Wednesday, April 9, 2014

Blog Post # 5 - The Glass Menagerie

Tennessee Williams, author of The Glass Menagerie and many other important dramatic works, defies the audiences’ expectations with the aforementioned masterpiece. A conventional play (or what Williams refers to as, a “realistic” play) relies on a sort of photorealistic setting, populated with believable and true-to-life characters and a, well, conventional approach to chronology. Williams however, employs things such as an unconventional timeline by making The Glass Menagerie a “memory play,” unusual lighting, and musical underscores to totally break the comfortable and long-accepted mold. In doing so, he questions just how true to reality these conventional dramatic works were and are, and attempts to create an alternative way in which to present plays so as to make them even closer to reality.
Williams himself says that, because The Glass Menagerie is a “memory play,” it should not and does not stray away from its “responsibility of dealing with reality,” but that it instead “should be attempting to find a closer approach, a more penetrating and vivid expression of things as they are.” I feel that he succeeded in doing so with The Glass Menagerie, despite its off-putting challenges to theatrical norms mentioned above. In fact, it is because of these challenges that this success is possible. Take the very nature of the play for example - what does Williams mean by “memory play”? The narrator, Tom, explains this to the audience in the first monologue of the show:

TOM: The play is memory. Being a memory play, it is dimly lighted, it is sentimental, it is not realistic. In memory everything seems to happen to music. That explains the fiddle in the wings.
I am the narrator in the play, and also a character in it.
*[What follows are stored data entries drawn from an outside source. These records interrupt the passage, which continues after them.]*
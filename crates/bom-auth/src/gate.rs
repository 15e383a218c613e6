//! 請求閘門與會話 Cookie

use std::sync::Arc;

use chrono::Duration;

use crate::manager::SessionAuthManager;

/// 會話 Cookie 名稱
pub const SESSION_COOKIE_NAME: &str = "session";

/// 閘門判定
#[derive(Debug, Clone, Copy, PartialEq, Eq)]
pub enum GateDecision {
    /// 放行
    Allow,
    /// 需要登入
    RequireLogin,
}

/// 請求閘門
///
/// 登入頁與靜態資源不需要會話；其餘路徑需要有效的 `session` Cookie。
#[derive(Clone)]
pub struct RequestGate {
    manager: Arc<SessionAuthManager>,
}

impl RequestGate {
    pub fn new(manager: Arc<SessionAuthManager>) -> Self {
        Self { manager }
    }

    pub fn manager(&self) -> &SessionAuthManager {
        &self.manager
    }

    /// 不需要會話的路徑
    pub fn is_exempt(path: &str) -> bool {
        path == "/login" || path.starts_with("/static/")
    }

    /// 依路徑與 `Cookie` 標頭判定
    pub fn check(&self, path: &str, cookie_header: Option<&str>) -> GateDecision {
        if self.manager.is_public() || Self::is_exempt(path) {
            return GateDecision::Allow;
        }
        match cookie_header.and_then(session_token_from_cookie) {
            Some(token) if self.manager.authorize(token) => GateDecision::Allow,
            _ => {
                tracing::debug!("未登入的請求: {}", path);
                GateDecision::RequireLogin
            }
        }
    }
}

/// 從 `Cookie` 標頭取出會話權杖
pub fn session_token_from_cookie(header: &str) -> Option<&str> {
    header
        .split(';')
        .filter_map(|pair| pair.trim().split_once('='))
        .find(|(name, _)| name.trim() == SESSION_COOKIE_NAME)
        .map(|(_, value)| value.trim())
        .filter(|value| !value.is_empty())
}

/// 產生設定會話的 `Set-Cookie` 值
pub fn session_cookie(token: &str, max_age: Duration) -> String {
    format!(
        "{}={}; Path=/; HttpOnly; SameSite=Lax; Max-Age={}",
        SESSION_COOKIE_NAME,
        token,
        max_age.num_seconds().max(0)
    )
}

/// 產生清除會話的 `Set-Cookie` 值
pub fn clear_session_cookie() -> String {
    format!(
        "{}=; Path=/; HttpOnly; SameSite=Lax; Max-Age=0",
        SESSION_COOKIE_NAME
    )
}
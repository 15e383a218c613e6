//! 物料模型

use serde::{Deserialize, Serialize};

use crate::product::Product;
use crate::quantity::Quantity;
use crate::validation;
use crate::Result;

/// 計量單位
#[derive(Debug, Clone, Default, PartialEq, Eq, Serialize, Deserialize)]
pub struct Unit {
    /// 單位ID
    pub id: i64,

    /// 單位名稱
    pub name: String,
}

impl Unit {
    /// 創建新的計量單位
    pub fn new(id: i64, name: impl Into<String>) -> Self {
        Self {
            id,
            name: name.into(),
        }
    }
}

/// 物料
#[derive(Debug, Clone, PartialEq, Serialize, Deserialize)]
pub struct Material {
    /// 物料ID
    pub id: i64,

    /// 所有名稱（依出現順序，不重複）
    pub names: Vec<String>,

    /// 主名稱（可能為空，見 [`Material::display_name`]）
    pub primary_name: String,

    /// 計量單位
    pub unit: Unit,

    /// 描述
    pub description: String,

    /// 依情境而定的用量
    /// - 從產品查看：每單位產品所需數量
    /// - 單獨查看：通常未設定
    pub quantity: Option<Quantity>,

    /// 用量保存時的原始字串（例如 "2,5"），顯示時優先使用
    #[serde(default, skip_serializing_if = "Option::is_none")]
    pub quantity_input: Option<String>,

    /// 使用此物料的產品（每筆帶有該產品所需的用量）
    pub products: Vec<Product>,
}

impl Material {
    /// 創建新的物料
    pub fn new(id: i64, unit: Unit) -> Self {
        Self {
            id,
            names: Vec::new(),
            primary_name: String::new(),
            unit,
            description: String::new(),
            quantity: None,
            quantity_input: None,
            products: Vec::new(),
        }
    }

    /// 由表單輸入建立物料並驗證名稱
    ///
    /// 主名稱不在名稱清單中時會被加入清單。
    pub fn from_input(
        primary_name: &str,
        other_names: Vec<String>,
        unit: Unit,
        description: &str,
    ) -> Result<Self> {
        let mut material = Self::new(0, unit).with_description(description);
        material.set_names(primary_name, other_names)?;
        Ok(material)
    }

    /// 建構器模式：設置描述
    pub fn with_description(mut self, description: impl Into<String>) -> Self {
        self.description = description.into();
        self
    }

    /// 建構器模式：設置用量
    pub fn with_quantity(mut self, quantity: Option<Quantity>) -> Self {
        self.quantity = quantity;
        self.quantity_input = None;
        self
    }

    /// 建構器模式：由使用者輸入設置用量，並保留原始字串
    pub fn with_quantity_input(mut self, raw: &str) -> Self {
        self.quantity = Quantity::from_input(raw);
        self.quantity_input = self.quantity.as_ref().map(|_| raw.trim().to_string());
        self
    }

    /// 建構器模式：設置主名稱（同時加入名稱清單）
    pub fn with_primary_name(mut self, name: impl Into<String>) -> Self {
        let name = name.into();
        self.add_name(name.clone());
        self.primary_name = name;
        self
    }

    /// 建構器模式：添加名稱
    pub fn with_name(mut self, name: impl Into<String>) -> Self {
        self.add_name(name.into());
        self
    }

    /// 添加名稱（完全相同的名稱不重複加入，區分大小寫）
    pub fn add_name(&mut self, name: String) -> bool {
        if name.is_empty() || self.names.contains(&name) {
            return false;
        }
        self.names.push(name);
        true
    }

    /// 替換整組名稱
    pub fn set_names(&mut self, primary_name: &str, names: Vec<String>) -> Result<()> {
        let mut all = Vec::with_capacity(names.len() + 1);
        for name in names {
            if !name.is_empty() && !all.contains(&name) {
                all.push(name);
            }
        }
        if !primary_name.is_empty() && !all.iter().any(|n| n == primary_name) {
            all.push(primary_name.to_string());
        }
        validation::validate_names(&all)?;

        self.names = all;
        self.primary_name = primary_name.to_string();
        Ok(())
    }

    /// 顯示名稱：主名稱為空時以第一個名稱代替
    pub fn display_name(&self) -> &str {
        if self.primary_name.is_empty() {
            self.names.first().map(String::as_str).unwrap_or("")
        } else {
            &self.primary_name
        }
    }

    /// 是否有明確標記的主名稱
    pub fn has_primary_name(&self) -> bool {
        !self.primary_name.is_empty()
    }

    /// 添加使用此物料的產品（同一產品ID只保留第一筆）
    pub fn add_product(&mut self, product: Product) -> bool {
        if self.products.iter().any(|p| p.id == product.id) {
            return false;
        }
        self.products.push(product);
        true
    }

    /// 檢查是否被指定產品之一使用
    pub fn is_used_in_any(&self, product_ids: &[i64]) -> bool {
        self.products.iter().any(|p| product_ids.contains(&p.id))
    }

    /// 用量數值（未設定或文字用量回傳 `None`）
    pub fn quantity_value(&self) -> Option<f64> {
        self.quantity.as_ref().and_then(Quantity::value)
    }

    /// 用量的顯示字串：原始字串優先，未設定時為空字串
    pub fn quantity_display(&self) -> String {
        match (&self.quantity, &self.quantity_input) {
            (Some(_), Some(raw)) => raw.clone(),
            (Some(quantity), None) => quantity.to_string(),
            (None, _) => String::new(),
        }
    }
}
This may seem to challenge what was previously asserted by his claiming that “it is not realistic,” but that he breaks the fourth wall and levels with the audience has the opposite effect. Now we know (as if we didn’t before) that it’s just a play, that it’s just a memory, but Tom does not say that he is but an actor. What he has set up now, particularly in the latter portion of his monologue by referring to himself as a poet with a “weakness for symbols,” is that he is very real. From this point onward, the play can be read (or viewed) as a conversation between Tom and the audience - a conversation one might have at a bar with a stranger after asking why they’re there and receive an answer which neither were expecting. The setting and timeline choices now all appear to be logical and manipulated specifically to make the play seem as a real memory does. That Williams chooses to use dim, unexpected, and unconventional lighting choices to highlight certain characters (for instance, Laura as she sat on the couch in the dinner scene with Jim) only underscores this. In memories, often times the oddest things are what stand out, what appear the most important after the fact. The dim and spotty lighting show the audience exactly how he remembers it, and the music we hear in the background serves to do the same.